Information shown ->

==========

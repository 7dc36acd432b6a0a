use std::sync::Arc;

use axum::{
    extract::{Extension, Path, Query},
    http::StatusCode,
    routing::get,
    Json, Router,
};
use sea_orm::{DatabaseConnection, TransactionTrait};
use tracing::info;
use validator::Validate;

use super::lifecycle::{lifecycle_router, soft_delete_route};
use super::ReadQuery;
use crate::entities::gallery_menu_category::{self, Entity as GalleryMenuCategoryEntity};
use crate::error::{ApiError, ApiResult};
use crate::store::{self, lifecycle::ContentKind, gallery::ThumbnailForm};

pub fn admin_gallery_menu_category_router() -> Router {
    Router::new()
        .route("/gallery-menu-categories", get(list_gallery_menu_categories).post(create_gallery_menu_category))
        .route(
            "/gallery-menu-categories/:id",
            get(get_gallery_menu_category)
                .put(update_gallery_menu_category)
                .merge(soft_delete_route(ContentKind::GalleryMenuCategory)),
        )
        .merge(lifecycle_router(ContentKind::GalleryMenuCategory))
}

async fn list_gallery_menu_categories(
    Query(params): Query<ReadQuery>,
    Extension(db): Extension<Arc<DatabaseConnection>>,
) -> ApiResult<Json<Vec<gallery_menu_category::Model>>> {
    let rows = store::list::<GalleryMenuCategoryEntity, _>(&*db, params.include_deleted).await?;
    Ok(Json(rows))
}

async fn get_gallery_menu_category(
    Path(id): Path<i32>,
    Query(params): Query<ReadQuery>,
    Extension(db): Extension<Arc<DatabaseConnection>>,
) -> ApiResult<Json<gallery_menu_category::Model>> {
    store::find::<GalleryMenuCategoryEntity, _>(&*db, id, params.include_deleted)
        .await?
        .map(Json)
        .ok_or_else(|| ApiError::NotFound(format!("Menu category image {id}")))
}

async fn create_gallery_menu_category(
    Extension(db): Extension<Arc<DatabaseConnection>>,
    Json(payload): Json<ThumbnailForm>,
) -> ApiResult<(StatusCode, Json<gallery_menu_category::Model>)> {
    payload.validate()?;
    let txn = db.begin().await?;
    let thumbnail = store::gallery::create_thumbnail(&txn, payload).await?;
    txn.commit().await?;
    info!(id = thumbnail.id, "Created menu category image");
    Ok((StatusCode::CREATED, Json(thumbnail)))
}

async fn update_gallery_menu_category(
    Path(id): Path<i32>,
    Extension(db): Extension<Arc<DatabaseConnection>>,
    Json(payload): Json<ThumbnailForm>,
) -> ApiResult<Json<gallery_menu_category::Model>> {
    payload.validate()?;
    let txn = db.begin().await?;
    let thumbnail = store::gallery::update_thumbnail(&txn, id, payload).await?;
    txn.commit().await?;
    info!(id, "Updated menu category image");
    Ok(Json(thumbnail))
}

==========

Look through the data and show every line containing "super".

Task result ->
use super::lifecycle::{lifecycle_router, soft_delete_route};
use super::ReadQuery;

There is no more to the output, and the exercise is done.